If you want to introduce about eight different Things over the course of this game the user will have a shocking amount of trouble just clicking on them all. Worse, if you want them all to "trigger" at roughly the same frequency, the first five will be boring and the eighth will be impossible.

I tried to solve this by reducing the frequency of the later items, but that introduces an all-new set of problems – namely, that it's hard to figure out how to interact with the gizmo in time. There's always a limited amount of time to react, and by the time you're near the end, any slipup is essentially fatal.

So the first half of the game is boring, and the next third is challenging, and the last sixth is near-impossible, despite the fact that the hazards actually get [i]easier[/i] as the game goes on. And in order to beat it, you have to sacrifice six playthroughs to the God Of Learning Game Mechanics.

This is bad.

If I were re-implementing it, I'd change it from a single large number into a series of smaller numbers, each one of which teaches you about some new gizmo, then challenges you with a set of things you've seen before in a new combination.

A few things got lost in design. I was originally going to have some kind of "store" where you spent your number in order to get gizmos that let you pass challenges. I couldn't come up with a way to balance it that I liked, however – the game is kind of intrinsically exponential, so I'd have maybe thirty seconds of gameplay in which the gizmo was an interesting decision, and after that it'd just be another-thing-to-click.

This is the first game I've been tempted to release commercially, since it would be dang easy to rip out a few dozen levels and gizmos and put it on the iTunes store or something. (Multitouch would let me do some fancy stuff as well.) There's little enough art and sound that I could probably hire someone for relatively cheap to do things better than I did. I don't think I have time, but I kind of like the idea.

Learning continues.

Next month's official theme is Art Game, which I have absolutely no interest in. I've been thinking about games that fit the theme and the fact is that all my ideas come down to "I am shoehorning this into the theme just so I can say it fits the theme." So I'm going to be ignoring the official theme and doing something else.

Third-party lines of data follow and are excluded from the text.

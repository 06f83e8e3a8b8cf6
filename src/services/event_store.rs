//! Bounded per-task store of execution events.
//!
//! Process-wide map from task name to a ring of the most recent events.
//! Nothing is persisted; history is lost on restart.

use std::collections::{BTreeMap, HashMap, VecDeque};
use std::sync::RwLock;

use crate::domain::models::event::Event;
use crate::domain::models::task::TaskStatus;

pub const DEFAULT_CAPACITY: usize = 5;

/// Append-only event rings, one per task, oldest entries evicted first.
pub struct EventStore {
    rings: RwLock<HashMap<String, VecDeque<Event>>>,
    capacity: usize,
}

impl Default for EventStore {
    fn default() -> Self {
        Self::new(DEFAULT_CAPACITY)
    }
}

impl EventStore {
    pub fn new(capacity: usize) -> Self {
        Self {
            rings: RwLock::new(HashMap::new()),
            capacity: capacity.max(1),
        }
    }

    /// Append an event to its task's ring, evicting the oldest entry when
    /// the ring is full.
    pub fn write(&self, event: Event) {
        let mut rings = self.rings.write().expect("event store lock poisoned");
        let ring = rings.entry(event.task_name.clone()).or_default();
        if ring.len() == self.capacity {
            ring.pop_front();
        }
        ring.push_back(event);
    }

    /// Events for one task, newest first. Empty when the task is unknown.
    pub fn task_events(&self, task_name: &str) -> Vec<Event> {
        let rings = self.rings.read().expect("event store lock poisoned");
        rings
            .get(task_name)
            .map(|ring| ring.iter().rev().cloned().collect())
            .unwrap_or_default()
    }

    /// Events for every task, newest first per task.
    pub fn all_events(&self) -> BTreeMap<String, Vec<Event>> {
        let rings = self.rings.read().expect("event store lock poisoned");
        rings
            .iter()
            .map(|(name, ring)| (name.clone(), ring.iter().rev().cloned().collect()))
            .collect()
    }

    /// Status derived from a task's recent success history.
    pub fn task_status(&self, task_name: &str) -> TaskStatus {
        let rings = self.rings.read().expect("event store lock poisoned");
        let history: Vec<bool> = rings
            .get(task_name)
            .map(|ring| ring.iter().rev().map(|e| e.success).collect())
            .unwrap_or_default();
        TaskStatus::from_history(&history)
    }

    /// Drop a task's ring. Called when the task is deleted.
    pub fn delete_task(&self, task_name: &str) {
        let mut rings = self.rings.write().expect("event store lock poisoned");
        rings.remove(task_name);
    }
}

#[cfg(test)]
mod tests {
    use super::*;
    use crate::domain::models::event::Event;
    use crate::domain::models::task::{Condition, ConsulKvMonitor, ModuleRef, Task};

    fn task(name: &str) -> Task {
        Task {
            name: name.to_string(),
            enabled: true,
            description: String::new(),
            module: ModuleRef {
                source: "./m".to_string(),
                version: None,
            },
            services: vec![],
            condition: Condition::ConsulKv(ConsulKvMonitor {
                path: "k".to_string(),
                ..Default::default()
            }),
            module_input: None,
            buffer: None,
            working_dir: None,
            variables: Default::default(),
        }
    }

    fn event(task_name: &str, success: bool) -> Event {
        let t = task(task_name);
        Event::start(&t).finish(if success { Ok(()) } else { Err("boom") })
    }

    #[test]
    fn ring_holds_newest_five_after_six_writes() {
        let store = EventStore::new(DEFAULT_CAPACITY);
        let mut ids = Vec::new();
        for _ in 0..6 {
            let e = event("t", true);
            ids.push(e.id);
            store.write(e);
        }
        let events = store.task_events("t");
        assert_eq!(events.len(), 5);
        // Newest first; the first write was evicted.
        assert_eq!(events[0].id, ids[5]);
        assert!(!events.iter().any(|e| e.id == ids[0]));
    }

    #[test]
    fn unknown_task_reads_empty_and_unknown() {
        let store = EventStore::default();
        assert!(store.task_events("nope").is_empty());
        assert_eq!(store.task_status("nope"), TaskStatus::Unknown);
    }

    #[test]
    fn status_tracks_consecutive_failures() {
        let store = EventStore::default();
        store.write(event("t", true));
        assert_eq!(store.task_status("t"), TaskStatus::Successful);
        store.write(event("t", false));
        assert_eq!(store.task_status("t"), TaskStatus::Errored);
        store.write(event("t", false));
        assert_eq!(store.task_status("t"), TaskStatus::Critical);
        store.write(event("t", true));
        assert_eq!(store.task_status("t"), TaskStatus::Successful);
    }

    #[test]
    fn delete_task_clears_ring() {
        let store = EventStore::default();
        store.write(event("t", true));
        store.delete_task("t");
        assert!(store.task_events("t").is_empty());
    }
}
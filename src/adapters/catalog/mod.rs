//! Catalog adapters: the HTTP client and the in-memory fake.

pub mod fake;
pub mod http;
pub mod retry;

pub use fake::FakeCatalog;
pub use http::HttpCatalog;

I picked up a few neat games on Steam, and naturally that led to me picking up more neat games on Steam, and someone suggested I try out Dawn of War and that led to me grabbing a pack of like fifteen games including several I'd always meant to play and long story short I just tried out Stalker: Shadow of Chernobyl.

Stalker is a game about a man in the wastes of radioactive Chernobyl who has lost his memory. He wakes up with very few possessions to his name – a leather jacket, a pistol, a knife, and a seemingly Godlike ability to rewind the flow of time.

The developers didn't really intend that last one. But when they put in the ability to save and reload anywhere, that's pretty much what they ended up with.

But oh boy howdy is he a lucky man! Because, see, the wastes of Chernobyl are deadly indeed. For one thing, they're vastly radioactive, and a few steps in an unfortunate direction can pretty much instantly kill you. They're infested with mutant wildlife which possesses the ability to leap out of bushes and also pretty much instantly kill you. And if the wildlife doesn't get you, the bandits might. The bandits are unlike the other menaces – at close range they actually do instantly kill you.

And then you hit "reload", only this time, you know where the bandits are.

Theory: Unlimited saving of your game is the worst thing that has ever been invented.

Alright. Not the worst. But it's well up there, and its grip on the PC gaming world is seemingly unshakable. Imagine the following series of events.

First, people start saving their game. Everywhere. Absolutely everywhere. Get out of a battle in good shape, save your game. Prepare to go into a battle, save your game. Run thirty seconds across the world, save your game. Take five steps, save your game.

Get out of a battle in bad shape, reload your game. After all, why cripple yourself? You'll do better next time. You can ace that battle. And you will ace that battle. And you'll ace the next one, too, with your excess of firepower. And the one after that. And then you'll go and complain on message boards that the game is too easy.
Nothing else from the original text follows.